(Stored data entries)
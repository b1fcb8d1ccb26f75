//! MDPA (`.mdpa`) reader/writer.
//!
//! # Supported format
//! - `Begin Properties <id>` … `End Properties`: the id is recorded, the
//!   contents are ignored.
//! - `Begin Nodes`: one `id x y z` row per node.
//! - `Begin Elements <Type>` / `Begin Conditions <Type>`: one
//!   `id property n1 n2 …` row per entity. Any node count is accepted here;
//!   refinement reports unsupported shapes.
//! - `Begin SubModelPart <name>` with `SubModelPartNodes`,
//!   `SubModelPartElements`, `SubModelPartConditions` id lists and nested
//!   `SubModelPart` blocks.
//!
//! # Limitations
//! - `ModelPartData`, `Tables`, `NodalData` and any other block are skipped.
//! - Sub-model part members must already be members of the enclosing part.
//!
//! Text following `//` on a line is a comment.

use crate::io::{MeshReader, MeshWriter};
use crate::mesh_error::MeshRefineError;
use crate::topology::entity::{Condition, ConnectedEntity, Element, Node};
use crate::topology::hierarchy::{MeshHierarchy, ScopeId, ScopedEntity};
use crate::topology::id::{EntityId, PropertyId};
use itertools::Itertools;
use std::io::{Read, Write};
use std::sync::Arc;

#[derive(Debug, Default, Clone)]
pub struct MdpaReader;

#[derive(Debug, Default, Clone)]
pub struct MdpaWriter;

fn parse_error(line: usize, message: impl Into<String>) -> MeshRefineError {
    MeshRefineError::MeshIoParse {
        line,
        message: message.into(),
    }
}

/// Non-empty, comment-stripped lines with their 1-based line numbers.
struct Cursor<'a> {
    lines: std::iter::Enumerate<std::str::Lines<'a>>,
}

impl<'a> Cursor<'a> {
    fn new(text: &'a str) -> Self {
        Self {
            lines: text.lines().enumerate(),
        }
    }

    fn next_line(&mut self) -> Option<(usize, &'a str)> {
        for (idx, raw) in self.lines.by_ref() {
            let line = raw.split("//").next().unwrap_or_default().trim();
            if !line.is_empty() {
                return Some((idx + 1, line));
            }
        }
        None
    }
}

enum Line<'a> {
    Begin { kind: &'a str, arg: Option<&'a str> },
    End(&'a str),
    Data(&'a str),
}

fn classify(no: usize, line: &str) -> Result<Line<'_>, MeshRefineError> {
    let mut tokens = line.split_whitespace();
    match tokens.next() {
        Some("Begin") => {
            let kind = tokens
                .next()
                .ok_or_else(|| parse_error(no, "`Begin` without block name"))?;
            Ok(Line::Begin {
                kind,
                arg: tokens.next(),
            })
        }
        Some("End") => {
            let kind = tokens
                .next()
                .ok_or_else(|| parse_error(no, "`End` without block name"))?;
            Ok(Line::End(kind))
        }
        _ => Ok(Line::Data(line)),
    }
}

fn unterminated(kind: &str, opened_at: usize) -> MeshRefineError {
    parse_error(opened_at, format!("unterminated `Begin {kind}` block"))
}

fn parse_u64(no: usize, token: Option<&str>, what: &str) -> Result<u64, MeshRefineError> {
    let token = token.ok_or_else(|| parse_error(no, format!("missing {what}")))?;
    token
        .parse::<u64>()
        .map_err(|_| parse_error(no, format!("invalid {what}: `{token}`")))
}

fn parse_id(no: usize, token: Option<&str>, what: &str) -> Result<EntityId, MeshRefineError> {
    let raw = parse_u64(no, token, what)?;
    EntityId::new(raw).map_err(|_| parse_error(no, format!("{what} must be non-zero")))
}

fn parse_coord(no: usize, token: Option<&str>) -> Result<f64, MeshRefineError> {
    let token = token.ok_or_else(|| parse_error(no, "missing coordinate"))?;
    token
        .parse::<f64>()
        .map_err(|_| parse_error(no, format!("invalid coordinate: `{token}`")))
}

/// Skips a block, including nested blocks, up to its matching `End`.
fn skip_block(cur: &mut Cursor<'_>, kind: &str, opened_at: usize) -> Result<(), MeshRefineError> {
    let mut depth = 0usize;
    loop {
        let (no, line) = cur.next_line().ok_or_else(|| unterminated(kind, opened_at))?;
        match classify(no, line)? {
            Line::Begin { .. } => depth += 1,
            Line::End(k) if depth == 0 => {
                if k != kind {
                    return Err(parse_error(no, format!("expected `End {kind}`, found `{line}`")));
                }
                return Ok(());
            }
            Line::End(_) => depth -= 1,
            Line::Data(_) => {}
        }
    }
}

/// Feeds every data row of a flat block to `row`, up to `End <kind>`.
fn read_rows<'a, F>(
    cur: &mut Cursor<'a>,
    kind: &str,
    opened_at: usize,
    mut row: F,
) -> Result<(), MeshRefineError>
where
    F: FnMut(usize, &'a str) -> Result<(), MeshRefineError>,
{
    loop {
        let (no, line) = cur.next_line().ok_or_else(|| unterminated(kind, opened_at))?;
        match classify(no, line)? {
            Line::End(k) if k == kind => return Ok(()),
            Line::Data(data) => row(no, data)?,
            _ => return Err(parse_error(no, format!("expected `End {kind}`, found `{line}`"))),
        }
    }
}

fn read_nodes(
    cur: &mut Cursor<'_>,
    mesh: &mut MeshHierarchy,
    opened_at: usize,
) -> Result<(), MeshRefineError> {
    read_rows(cur, "Nodes", opened_at, |no, row| {
        let mut tokens = row.split_whitespace();
        let id = parse_id(no, tokens.next(), "node id")?;
        let x = parse_coord(no, tokens.next())?;
        let y = parse_coord(no, tokens.next())?;
        let z = parse_coord(no, tokens.next())?;
        mesh.insert_node(Node::new(id, [x, y, z]))
    })
}

fn read_connected<E, F>(
    cur: &mut Cursor<'_>,
    mesh: &mut MeshHierarchy,
    kind: &str,
    type_name: Option<&str>,
    opened_at: usize,
    make: F,
) -> Result<(), MeshRefineError>
where
    E: ScopedEntity,
    F: Fn(EntityId, Arc<str>, PropertyId, Vec<EntityId>) -> E,
{
    let type_name: Arc<str> = type_name
        .ok_or_else(|| parse_error(opened_at, format!("`Begin {kind}` without type name")))?
        .into();
    read_rows(cur, kind, opened_at, |no, row| {
        let mut tokens = row.split_whitespace();
        let id = parse_id(no, tokens.next(), "entity id")?;
        let properties = parse_u64(no, tokens.next(), "property id")?;
        let nodes = tokens
            .map(|t| parse_id(no, Some(t), "node id"))
            .collect::<Result<Vec<_>, _>>()?;
        if nodes.is_empty() {
            return Err(parse_error(no, format!("entity {id} has no nodes")));
        }
        make(id, Arc::clone(&type_name), properties, nodes).insert_into(mesh)
    })
}

/// A parsed `SubModelPart`; applied to the hierarchy once the file is read.
#[derive(Debug, Default)]
struct PartBlock {
    name: String,
    nodes: Vec<EntityId>,
    elements: Vec<EntityId>,
    conditions: Vec<EntityId>,
    children: Vec<PartBlock>,
}

fn read_id_list(
    cur: &mut Cursor<'_>,
    kind: &str,
    opened_at: usize,
    out: &mut Vec<EntityId>,
) -> Result<(), MeshRefineError> {
    read_rows(cur, kind, opened_at, |no, row| {
        for token in row.split_whitespace() {
            out.push(parse_id(no, Some(token), "entity id")?);
        }
        Ok(())
    })
}

fn read_part(
    cur: &mut Cursor<'_>,
    name: Option<&str>,
    opened_at: usize,
) -> Result<PartBlock, MeshRefineError> {
    let name = name.ok_or_else(|| parse_error(opened_at, "`Begin SubModelPart` without name"))?;
    let mut part = PartBlock {
        name: name.to_string(),
        ..PartBlock::default()
    };
    loop {
        let (no, line) = cur
            .next_line()
            .ok_or_else(|| unterminated("SubModelPart", opened_at))?;
        match classify(no, line)? {
            Line::Begin { kind, arg } => match kind {
                "SubModelPartNodes" => read_id_list(cur, kind, no, &mut part.nodes)?,
                "SubModelPartElements" => read_id_list(cur, kind, no, &mut part.elements)?,
                "SubModelPartConditions" => read_id_list(cur, kind, no, &mut part.conditions)?,
                "SubModelPart" => part.children.push(read_part(cur, arg, no)?),
                _ => skip_block(cur, kind, no)?,
            },
            Line::End("SubModelPart") => return Ok(part),
            _ => {
                return Err(parse_error(
                    no,
                    format!("unexpected `{line}` in sub-model part `{}`", part.name),
                ));
            }
        }
    }
}

fn apply_part(
    mesh: &mut MeshHierarchy,
    parent: ScopeId,
    part: &PartBlock,
) -> Result<(), MeshRefineError> {
    let scope = mesh.create_scope(parent, &part.name)?;
    mesh.add_to_scope::<Node, _>(scope, part.nodes.iter().copied())?;
    mesh.add_to_scope::<Element, _>(scope, part.elements.iter().copied())?;
    mesh.add_to_scope::<Condition, _>(scope, part.conditions.iter().copied())?;
    for child in &part.children {
        apply_part(mesh, scope, child)?;
    }
    Ok(())
}

impl MeshReader for MdpaReader {
    fn read<R: Read>(&self, name: &str, mut reader: R) -> Result<MeshHierarchy, MeshRefineError> {
        let mut contents = String::new();
        reader.read_to_string(&mut contents)?;
        let mut cur = Cursor::new(&contents);

        let mut mesh = MeshHierarchy::new(name);
        let mut parts = Vec::new();
        while let Some((no, line)) = cur.next_line() {
            match classify(no, line)? {
                Line::Begin { kind, arg } => match kind {
                    "Properties" => {
                        mesh.add_property(parse_u64(no, arg, "property id")?);
                        skip_block(&mut cur, kind, no)?;
                    }
                    "Nodes" => read_nodes(&mut cur, &mut mesh, no)?,
                    "Elements" => read_connected(&mut cur, &mut mesh, kind, arg, no, |i, t, p, n| {
                        Element::new(i, t, p, n)
                    })?,
                    "Conditions" => {
                        read_connected(&mut cur, &mut mesh, kind, arg, no, |i, t, p, n| {
                            Condition::new(i, t, p, n)
                        })?
                    }
                    "SubModelPart" => parts.push(read_part(&mut cur, arg, no)?),
                    _ => skip_block(&mut cur, kind, no)?,
                },
                Line::End(kind) => {
                    return Err(parse_error(no, format!("unexpected `End {kind}`")));
                }
                Line::Data(_) => return Err(parse_error(no, "data row outside of a block")),
            }
        }

        for part in &parts {
            apply_part(&mut mesh, ScopeId::ROOT, part)?;
        }
        Ok(mesh)
    }
}

fn write_connected<E: ConnectedEntity, W: Write>(
    writer: &mut W,
    block: &str,
    entities: &[&E],
) -> Result<(), MeshRefineError> {
    let types: Vec<&str> = entities.iter().map(|e| &**e.type_name()).unique().collect();
    for ty in types {
        writeln!(writer, "Begin {block} {ty}")?;
        for e in entities.iter().filter(|e| &**e.type_name() == ty) {
            write!(writer, "{:>8} {:>4}", e.id().get(), e.properties())?;
            for n in e.nodes() {
                write!(writer, " {:>8}", n.get())?;
            }
            writeln!(writer)?;
        }
        writeln!(writer, "End {block}")?;
        writeln!(writer)?;
    }
    Ok(())
}

fn write_id_list<W: Write>(
    writer: &mut W,
    indent: &str,
    block: &str,
    ids: impl Iterator<Item = EntityId>,
) -> Result<(), MeshRefineError> {
    writeln!(writer, "{indent}    Begin {block}")?;
    for id in ids {
        writeln!(writer, "{indent}        {}", id.get())?;
    }
    writeln!(writer, "{indent}    End {block}")?;
    Ok(())
}

fn write_part<W: Write>(
    writer: &mut W,
    mesh: &MeshHierarchy,
    scope: ScopeId,
) -> Result<(), MeshRefineError> {
    let indent = "    ".repeat(mesh.depth(scope) - 1);
    writeln!(writer, "{indent}Begin SubModelPart {}", mesh.scope_name(scope))?;
    write_id_list(writer, &indent, "SubModelPartNodes", mesh.ids::<Node>(scope))?;
    write_id_list(writer, &indent, "SubModelPartElements", mesh.ids::<Element>(scope))?;
    write_id_list(writer, &indent, "SubModelPartConditions", mesh.ids::<Condition>(scope))?;
    for child in mesh.children(scope) {
        write_part(writer, mesh, *child)?;
    }
    writeln!(writer, "{indent}End SubModelPart")?;
    Ok(())
}

impl MeshWriter for MdpaWriter {
    fn write<W: Write>(&self, mut writer: W, mesh: &MeshHierarchy) -> Result<(), MeshRefineError> {
        writeln!(writer, "Begin ModelPartData")?;
        writeln!(writer, "End ModelPartData")?;
        writeln!(writer)?;
        for p in mesh.properties() {
            writeln!(writer, "Begin Properties {p}")?;
            writeln!(writer, "End Properties")?;
            writeln!(writer)?;
        }

        writeln!(writer, "Begin Nodes")?;
        for node in mesh.nodes() {
            let [x, y, z] = node.coords;
            writeln!(
                writer,
                "{:>8} {:>24.16e} {:>24.16e} {:>24.16e}",
                node.id.get(),
                x,
                y,
                z
            )?;
        }
        writeln!(writer, "End Nodes")?;
        writeln!(writer)?;

        let elements: Vec<&Element> = mesh.elements().collect();
        write_connected(&mut writer, "Elements", &elements)?;
        let conditions: Vec<&Condition> = mesh.conditions().collect();
        write_connected(&mut writer, "Conditions", &conditions)?;

        for child in mesh.children(ScopeId::ROOT) {
            write_part(&mut writer, mesh, *child)?;
            writeln!(writer)?;
        }
        Ok(())
    }
}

What needs to be done:
Lines of the data above that include the string "collect" must each be copied.

Solution:
            .collect::<Result<Vec<_>, _>>()?;
    let types: Vec<&str> = entities.iter().map(|e| &**e.type_name()).unique().collect();
        let elements: Vec<&Element> = mesh.elements().collect();
        let conditions: Vec<&Condition> = mesh.conditions().collect();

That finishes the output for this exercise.